Eventually we traced it down to a particular legacy before_filter (we ride on Rails) which was affected by recent site configuration changes. This before_filter denied the request, but did so extremely silently:

render :nothing => true, :status => 403 and return

Once found, we could quickly verify this was indeed the issue and fix the before_filter to match the configuration changes, making everything go back to normal. However, it had taken us precious time to debug this error – hours with the flow broken, affecting users.

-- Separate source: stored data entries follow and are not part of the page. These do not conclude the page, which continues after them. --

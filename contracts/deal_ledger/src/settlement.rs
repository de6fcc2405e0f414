//! Deal-level payout and unwind.
//!
//! Every transfer here is paid from the administrator's account in the
//! configured currency. Each entry point re-reads the deal and its investments;
//! nothing is cached between calls.

use crate::auth::Guard;
use crate::error::Error;
use crate::events::{DealAcceptedEvent, DealRejectedEvent, RefundedEvent, UnwoundEvent};
use crate::interest;
use crate::storage::Storage;
use crate::types::{DealStatus, Investment, RejectionPayout, TimingMode};
use soroban_sdk::{token, Address, Env, Symbol, Vec};

pub struct SettlementEngine;

/// How much each unwound investment receives.
#[derive(Clone, Copy)]
enum Payout {
    /// Same amount for every investor
    Flat(i128),
    /// Each investor's own amount
    Principal,
}

impl SettlementEngine {
    /// Pay every remaining investor of a deal its maturity payout (Admin only)
    ///
    /// # Errors
    /// - `NotInitialized`: Contract not initialized
    /// - `Unauthorized`: Caller is not admin
    /// - `NoSuchDeal`: Deal doesn't exist
    /// - `NotMaturedYet`: Maturity not reached (strict timing)
    /// - `ArithmeticOverflow`: Payout overflowed
    pub fn unwind_deal(env: &Env, caller: &Address, deal_id: u64) -> Result<(), Error> {
        let config = Guard::require_admin(env, caller)?;
        let deal = Storage::get_deal(env, deal_id)?;

        if config.policy.timing == TimingMode::Strict && env.ledger().timestamp() < deal.maturity
        {
            return Err(Error::NotMaturedYet);
        }

        let payout_each = interest::deal_payout(&deal).ok_or(Error::ArithmeticOverflow)?;
        let currency = token::Client::new(env, &config.currency);
        let (investors_paid, _) =
            Self::unwind_investments(env, &currency, caller, deal_id, Payout::Flat(payout_each))?;

        env.events().publish(
            (Symbol::new(env, "unwound"), deal_id),
            UnwoundEvent {
                deal_id,
                investors_paid,
                payout_each,
            },
        );

        Ok(())
    }

    /// Return one investment's amount to its investor and delete it (Admin only)
    ///
    /// The deal's raised amount only goes down when the policy sets
    /// `refund_releases_capacity`.
    ///
    /// # Errors
    /// - `NotInitialized`: Contract not initialized
    /// - `Unauthorized`: Caller is not admin
    /// - `NoSuchDeal`: Investment doesn't exist
    /// - `CapacityExceeded`: Investment amount is not positive
    pub fn refund_investment(
        env: &Env,
        caller: &Address,
        investment_id: u64,
    ) -> Result<(), Error> {
        let config = Guard::require_admin(env, caller)?;

        let investment = Storage::get_investment(env, investment_id).ok_or(Error::NoSuchDeal)?;
        if investment.amount <= 0 {
            return Err(Error::CapacityExceeded);
        }

        let currency = token::Client::new(env, &config.currency);
        currency.transfer(caller, &investment.investor, &investment.amount);
        Storage::remove_investment(env, &investment);

        if config.policy.refund_releases_capacity {
            let mut deal = Storage::get_deal(env, investment.deal_id)?;
            deal.raised = deal
                .raised
                .checked_sub(investment.amount)
                .ok_or(Error::ArithmeticOverflow)?;
            if deal.status == DealStatus::Funded {
                deal.status = DealStatus::Open;
            }
            Storage::set_deal(env, &deal);
        }

        env.events().publish(
            (Symbol::new(env, "refunded"), investment_id),
            RefundedEvent {
                investment_id,
                deal_id: investment.deal_id,
                investor: investment.investor.clone(),
                amount: investment.amount,
            },
        );

        Ok(())
    }

    /// Accept or reject a deal (Admin only)
    ///
    /// A fully raised deal is accepted whatever `approved` says. Acceptance pays
    /// the raised amount to the beneficiary. Rejection unwinds every investment
    /// with the payout chosen by the rejection policy; the deal terms are kept.
    ///
    /// # Errors
    /// - `NotInitialized`: Contract not initialized
    /// - `Unauthorized`: Caller is not admin
    /// - `NoSuchDeal`: Deal doesn't exist
    /// - `DealAlreadyDecided`: Deal already accepted or rejected
    /// - `NotMaturedYet`: Funding window still open (strict timing)
    pub fn decide_deal(
        env: &Env,
        caller: &Address,
        deal_id: u64,
        approved: bool,
    ) -> Result<(), Error> {
        let config = Guard::require_admin(env, caller)?;
        let mut deal = Storage::get_deal(env, deal_id)?;

        if deal.status.is_decided() {
            return Err(Error::DealAlreadyDecided);
        }

        if config.policy.timing == TimingMode::Strict
            && env.ledger().timestamp() < deal.freeze_start
        {
            return Err(Error::NotMaturedYet);
        }

        let currency = token::Client::new(env, &config.currency);

        if deal.raised == deal.target || approved {
            if deal.raised > 0 {
                currency.transfer(caller, &deal.beneficiary, &deal.raised);
            }

            deal.status = DealStatus::Accepted;
            Storage::set_deal(env, &deal);

            env.events().publish(
                (Symbol::new(env, "deal_accepted"), deal_id),
                DealAcceptedEvent {
                    deal_id,
                    beneficiary: deal.beneficiary.clone(),
                    amount: deal.raised,
                },
            );
            return Ok(());
        }

        let payout = match config.policy.rejection_payout {
            RejectionPayout::ForfeitPrincipal => {
                Payout::Flat(interest::rejected_payout(&deal).ok_or(Error::ArithmeticOverflow)?)
            }
            RejectionPayout::ReturnPrincipal => Payout::Principal,
        };

        deal.status = DealStatus::Rejected;
        Storage::set_deal(env, &deal);

        let (investors_paid, total_paid) =
            Self::unwind_investments(env, &currency, caller, deal_id, payout)?;

        env.events().publish(
            (Symbol::new(env, "deal_rejected"), deal_id),
            DealRejectedEvent {
                deal_id,
                raised: deal.raised,
                investors_paid,
                total_paid,
            },
        );

        Ok(())
    }

    /// Pay and delete every non-zero investment of a deal.
    ///
    /// Returns how many investments were settled and the total transferred.
    /// Zero payouts skip the transfer but still delete the record. The index
    /// is read once and written once.
    fn unwind_investments(
        env: &Env,
        currency: &token::Client,
        payer: &Address,
        deal_id: u64,
        payout: Payout,
    ) -> Result<(u32, i128), Error> {
        let mut settled: u32 = 0;
        let mut total_paid: i128 = 0;
        let mut kept: Vec<u64> = Vec::new(env);

        for investment_id in Storage::deal_investments(env, deal_id).iter() {
            let investment: Investment = match Storage::get_investment(env, investment_id) {
                Some(investment) if investment.amount != 0 => investment,
                Some(_) => {
                    kept.push_back(investment_id);
                    continue;
                }
                None => continue,
            };

            let amount = match payout {
                Payout::Flat(each) => each,
                Payout::Principal => investment.amount,
            };

            if amount > 0 {
                currency.transfer(payer, &investment.investor, &amount);
                total_paid = total_paid
                    .checked_add(amount)
                    .ok_or(Error::ArithmeticOverflow)?;
            }

            Storage::delete_investment(env, investment.id);
            settled += 1;
        }

        Storage::set_deal_investments(env, deal_id, &kept);

        Ok((settled, total_paid))
    }
}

This could have been solved much, much quicker if the before_filter would not be so silent. The act of denial could be appropriately logged, but that’s not so straightforward – we wouldn’t want to log it as an error (since a truthful denial/403 is not an error), and any non-error logging would not be immediately obvious (what we would be looking for, anyway?).

A good way to solve this would be to simply return a non-empty error message to the client. Say:

render :text => "Action denied, Sorry-O.", :status => 403 and return

With a non-empty error message as above, a simple grep would quickly locate the root problem, enabling near-immmediate response.

$ grep "Action denied, Sorry-O." -ir .

Don’t give out compromising information, but *say something*, so your error is identifiable. Rendering ‘nothing’ is the equivalent of saying “Why? Because Fuck You, that’s why.”

Moral of the story: Never fail silently. Just like kids are taught: if you see something wrong, SAY SOMETHING.